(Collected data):
▬▬▬▬▬▬
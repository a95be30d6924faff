//! Geometry and color primitives
//!
//! Small value types mirroring the WGSL `vec2<f32>` / `vec4<f32>` operations the
//! shaders use, so the reference implementation reads like the shader it mirrors.

use std::ops::{Add, Div, Mul, Neg, Sub};

// ─────────────────────────────────────────────────────────────────────────────
// Vec2
// ─────────────────────────────────────────────────────────────────────────────

/// 2D vector in pixel space (Y-down) or in a normalized space, depending on use
#[derive(Clone, Copy, Debug, Default, PartialEq)]
pub struct Vec2 {
    pub x: f32,
    pub y: f32,
}

impl Vec2 {
    pub const ZERO: Vec2 = Vec2 { x: 0.0, y: 0.0 };
    pub const ONE: Vec2 = Vec2 { x: 1.0, y: 1.0 };
    pub const HALF: Vec2 = Vec2 { x: 0.5, y: 0.5 };

    pub const fn new(x: f32, y: f32) -> Self {
        Self { x, y }
    }

    pub const fn splat(v: f32) -> Self {
        Self { x: v, y: v }
    }

    pub fn abs(self) -> Self {
        Self::new(self.x.abs(), self.y.abs())
    }

    pub fn max(self, other: Vec2) -> Self {
        Self::new(self.x.max(other.x), self.y.max(other.y))
    }

    pub fn min(self, other: Vec2) -> Self {
        Self::new(self.x.min(other.x), self.y.min(other.y))
    }

    pub fn dot(self, other: Vec2) -> f32 {
        self.x * other.x + self.y * other.y
    }

    pub fn length(self) -> f32 {
        self.dot(self).sqrt()
    }

    pub fn distance(self, other: Vec2) -> f32 {
        (self - other).length()
    }

    /// Rotate counter-clockwise in a Y-up frame (clockwise on a Y-down screen)
    /// using the standard 2D rotation matrix.
    pub fn rotate(self, angle: f32) -> Self {
        let (sin, cos) = angle.sin_cos();
        Self::new(
            self.x * cos - self.y * sin,
            self.x * sin + self.y * cos,
        )
    }

    /// Rotate about `pivot` instead of the origin
    pub fn rotate_about(self, pivot: Vec2, angle: f32) -> Self {
        pivot + (self - pivot).rotate(angle)
    }

    pub fn to_array(self) -> [f32; 2] {
        [self.x, self.y]
    }
}

impl From<[f32; 2]> for Vec2 {
    fn from(v: [f32; 2]) -> Self {
        Self::new(v[0], v[1])
    }
}

impl From<Vec2> for [f32; 2] {
    fn from(v: Vec2) -> Self {
        v.to_array()
    }
}

impl Add for Vec2 {
    type Output = Vec2;
    fn add(self, rhs: Vec2) -> Vec2 {
        Vec2::new(self.x + rhs.x, self.y + rhs.y)
    }
}

impl Sub for Vec2 {
    type Output = Vec2;
    fn sub(self, rhs: Vec2) -> Vec2 {
        Vec2::new(self.x - rhs.x, self.y - rhs.y)
    }
}

impl Mul for Vec2 {
    type Output = Vec2;
    fn mul(self, rhs: Vec2) -> Vec2 {
        Vec2::new(self.x * rhs.x, self.y * rhs.y)
    }
}

impl Mul<f32> for Vec2 {
    type Output = Vec2;
    fn mul(self, rhs: f32) -> Vec2 {
        Vec2::new(self.x * rhs, self.y * rhs)
    }
}

impl Div for Vec2 {
    type Output = Vec2;
    fn div(self, rhs: Vec2) -> Vec2 {
        Vec2::new(self.x / rhs.x, self.y / rhs.y)
    }
}

impl Div<f32> for Vec2 {
    type Output = Vec2;
    fn div(self, rhs: f32) -> Vec2 {
        Vec2::new(self.x / rhs, self.y / rhs)
    }
}

impl Neg for Vec2 {
    type Output = Vec2;
    fn neg(self) -> Vec2 {
        Vec2::new(-self.x, -self.y)
    }
}

// ─────────────────────────────────────────────────────────────────────────────
// Color
// ─────────────────────────────────────────────────────────────────────────────

/// Straight (non-premultiplied) RGBA color
#[derive(Clone, Copy, Debug, PartialEq)]
pub struct Color {
    pub r: f32,
    pub g: f32,
    pub b: f32,
    pub a: f32,
}

impl Color {
    pub const WHITE: Color = Color::rgb(1.0, 1.0, 1.0);
    pub const BLACK: Color = Color::rgb(0.0, 0.0, 0.0);
    pub const RED: Color = Color::rgb(1.0, 0.0, 0.0);
    pub const GREEN: Color = Color::rgb(0.0, 1.0, 0.0);
    pub const BLUE: Color = Color::rgb(0.0, 0.0, 1.0);
    pub const TRANSPARENT: Color = Color::rgba(0.0, 0.0, 0.0, 0.0);

    pub const fn rgb(r: f32, g: f32, b: f32) -> Self {
        Self { r, g, b, a: 1.0 }
    }

    pub const fn rgba(r: f32, g: f32, b: f32, a: f32) -> Self {
        Self { r, g, b, a }
    }

    pub fn from_hex(hex: u32) -> Self {
        let r = ((hex >> 16) & 0xFF) as f32 / 255.0;
        let g = ((hex >> 8) & 0xFF) as f32 / 255.0;
        let b = (hex & 0xFF) as f32 / 255.0;
        Self::rgb(r, g, b)
    }

    pub fn with_alpha(mut self, alpha: f32) -> Self {
        self.a = alpha;
        self
    }

    /// Component-wise product (tinting)
    pub fn modulate(self, tint: Color) -> Self {
        Self::rgba(
            self.r * tint.r,
            self.g * tint.g,
            self.b * tint.b,
            self.a * tint.a,
        )
    }

    /// WGSL `mix`: unclamped linear interpolation of all four channels
    pub fn mix(a: Color, b: Color, t: f32) -> Color {
        Color {
            r: a.r + (b.r - a.r) * t,
            g: a.g + (b.g - a.g) * t,
            b: a.b + (b.b - a.b) * t,
            a: a.a + (b.a - a.a) * t,
        }
    }

    pub fn to_array(&self) -> [f32; 4] {
        [self.r, self.g, self.b, self.a]
    }

    /// Quantize to 8-bit straight RGBA the way a `*Unorm` attachment stores it
    pub fn to_rgba8(&self) -> [u8; 4] {
        let q = |v: f32| (v.clamp(0.0, 1.0) * 255.0).round() as u8;
        [q(self.r), q(self.g), q(self.b), q(self.a)]
    }
}

impl Default for Color {
    fn default() -> Self {
        Self::TRANSPARENT
    }
}

impl From<[f32; 4]> for Color {
    fn from(c: [f32; 4]) -> Self {
        Self::rgba(c[0], c[1], c[2], c[3])
    }
}

impl From<Color> for [f32; 4] {
    fn from(c: Color) -> Self {
        c.to_array()
    }
}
▬▬▬▬▬▬
Print the records above in full, exactly.

repository a95be30d6924faff
//! Geometry and color primitives
//!
//! Small value types mirroring the WGSL `vec2<f32>` / `vec4<f32>` operations the
//! shaders use, so the reference implementation reads like the shader it mirrors.

use std::ops::{Add, Div, Mul, Neg, Sub};

// ─────────────────────────────────────────────────────────────────────────────
// Vec2
// ─────────────────────────────────────────────────────────────────────────────

/// 2D vector in pixel space (Y-down) or in a normalized space, depending on use
#[derive(Clone, Copy, Debug, Default, PartialEq)]
pub struct Vec2 {
    pub x: f32,
    pub y: f32,
}

impl Vec2 {
    pub const ZERO: Vec2 = Vec2 { x: 0.0, y: 0.0 };
    pub const ONE: Vec2 = Vec2 { x: 1.0, y: 1.0 };
    pub const HALF: Vec2 = Vec2 { x: 0.5, y: 0.5 };

    pub const fn new(x: f32, y: f32) -> Self {
        Self { x, y }
    }

    pub const fn splat(v: f32) -> Self {
        Self { x: v, y: v }
    }

    pub fn abs(self) -> Self {
        Self::new(self.x.abs(), self.y.abs())
    }

    pub fn max(self, other: Vec2) -> Self {
        Self::new(self.x.max(other.x), self.y.max(other.y))
    }

    pub fn min(self, other: Vec2) -> Self {
        Self::new(self.x.min(other.x), self.y.min(other.y))
    }

    pub fn dot(self, other: Vec2) -> f32 {
        self.x * other.x + self.y * other.y
    }

    pub fn length(self) -> f32 {
        self.dot(self).sqrt()
    }

    pub fn distance(self, other: Vec2) -> f32 {
        (self - other).length()
    }

    /// Rotate counter-clockwise in a Y-up frame (clockwise on a Y-down screen)
    /// using the standard 2D rotation matrix.
    pub fn rotate(self, angle: f32) -> Self {
        let (sin, cos) = angle.sin_cos();
        Self::new(
            self.x * cos - self.y * sin,
            self.x * sin + self.y * cos,
        )
    }

    /// Rotate about `pivot` instead of the origin
    pub fn rotate_about(self, pivot: Vec2, angle: f32) -> Self {
        pivot + (self - pivot).rotate(angle)
    }

    pub fn to_array(self) -> [f32; 2] {
        [self.x, self.y]
    }
}

impl From<[f32; 2]> for Vec2 {
    fn from(v: [f32; 2]) -> Self {
        Self::new(v[0], v[1])
    }
}

impl From<Vec2> for [f32; 2] {
    fn from(v: Vec2) -> Self {
        v.to_array()
    }
}

impl Add for Vec2 {
    type Output = Vec2;
    fn add(self, rhs: Vec2) -> Vec2 {
        Vec2::new(self.x + rhs.x, self.y + rhs.y)
    }
}

impl Sub for Vec2 {
    type Output = Vec2;
    fn sub(self, rhs: Vec2) -> Vec2 {
        Vec2::new(self.x - rhs.x, self.y - rhs.y)
    }
}

impl Mul for Vec2 {
    type Output = Vec2;
    fn mul(self, rhs: Vec2) -> Vec2 {
        Vec2::new(self.x * rhs.x, self.y * rhs.y)
    }
}

impl Mul<f32> for Vec2 {
    type Output = Vec2;
    fn mul(self, rhs: f32) -> Vec2 {
        Vec2::new(self.x * rhs, self.y * rhs)
    }
}

impl Div for Vec2 {
    type Output = Vec2;
    fn div(self, rhs: Vec2) -> Vec2 {
        Vec2::new(self.x / rhs.x, self.y / rhs.y)
    }
}

impl Div<f32> for Vec2 {
    type Output = Vec2;
    fn div(self, rhs: f32) -> Vec2 {
        Vec2::new(self.x / rhs, self.y / rhs)
    }
}

impl Neg for Vec2 {
    type Output = Vec2;
    fn neg(self) -> Vec2 {
        Vec2::new(-self.x, -self.y)
    }
}

// ─────────────────────────────────────────────────────────────────────────────
// Color
// ─────────────────────────────────────────────────────────────────────────────

/// Straight (non-premultiplied) RGBA color
#[derive(Clone, Copy, Debug, PartialEq)]
pub struct Color {
    pub r: f32,
    pub g: f32,
    pub b: f32,
    pub a: f32,
}

impl Color {
    pub const WHITE: Color = Color::rgb(1.0, 1.0, 1.0);
    pub const BLACK: Color = Color::rgb(0.0, 0.0, 0.0);
    pub const RED: Color = Color::rgb(1.0, 0.0, 0.0);
    pub const GREEN: Color = Color::rgb(0.0, 1.0, 0.0);
    pub const BLUE: Color = Color::rgb(0.0, 0.0, 1.0);
    pub const TRANSPARENT: Color = Color::rgba(0.0, 0.0, 0.0, 0.0);

    pub const fn rgb(r: f32, g: f32, b: f32) -> Self {
        Self { r, g, b, a: 1.0 }
    }

    pub const fn rgba(r: f32, g: f32, b: f32, a: f32) -> Self {
        Self { r, g, b, a }
    }

    pub fn from_hex(hex: u32) -> Self {
        let r = ((hex >> 16) & 0xFF) as f32 / 255.0;
        let g = ((hex >> 8) & 0xFF) as f32 / 255.0;
        let b = (hex & 0xFF) as f32 / 255.0;
        Self::rgb(r, g, b)
    }

    pub fn with_alpha(mut self, alpha: f32) -> Self {
        self.a = alpha;
        self
    }

    /// Component-wise product (tinting)
    pub fn modulate(self, tint: Color) -> Self {
        Self::rgba(
            self.r * tint.r,
            self.g * tint.g,
            self.b * tint.b,
            self.a * tint.a,
        )
    }

    /// WGSL `mix`: unclamped linear interpolation of all four channels
    pub fn mix(a: Color, b: Color, t: f32) -> Color {
        Color {
            r: a.r + (b.r - a.r) * t,
            g: a.g + (b.g - a.g) * t,
            b: a.b + (b.b - a.b) * t,
            a: a.a + (b.a - a.a) * t,
        }
    }

    pub fn to_array(&self) -> [f32; 4] {
        [self.r, self.g, self.b, self.a]
    }

    /// Quantize to 8-bit straight RGBA the way a `*Unorm` attachment stores it
    pub fn to_rgba8(&self) -> [u8; 4] {
        let q = |v: f32| (v.clamp(0.0, 1.0) * 255.0).round() as u8;
        [q(self.r), q(self.g), q(self.b), q(self.a)]
    }
}

impl Default for Color {
    fn default() -> Self {
        Self::TRANSPARENT
    }
}

impl From<[f32; 4]> for Color {
    fn from(c: [f32; 4]) -> Self {
        Self::rgba(c[0], c[1], c[2], c[3])
    }
}

impl From<Color> for [f32; 4] {
    fn from(c: Color) -> Self {
        c.to_array()
    }
}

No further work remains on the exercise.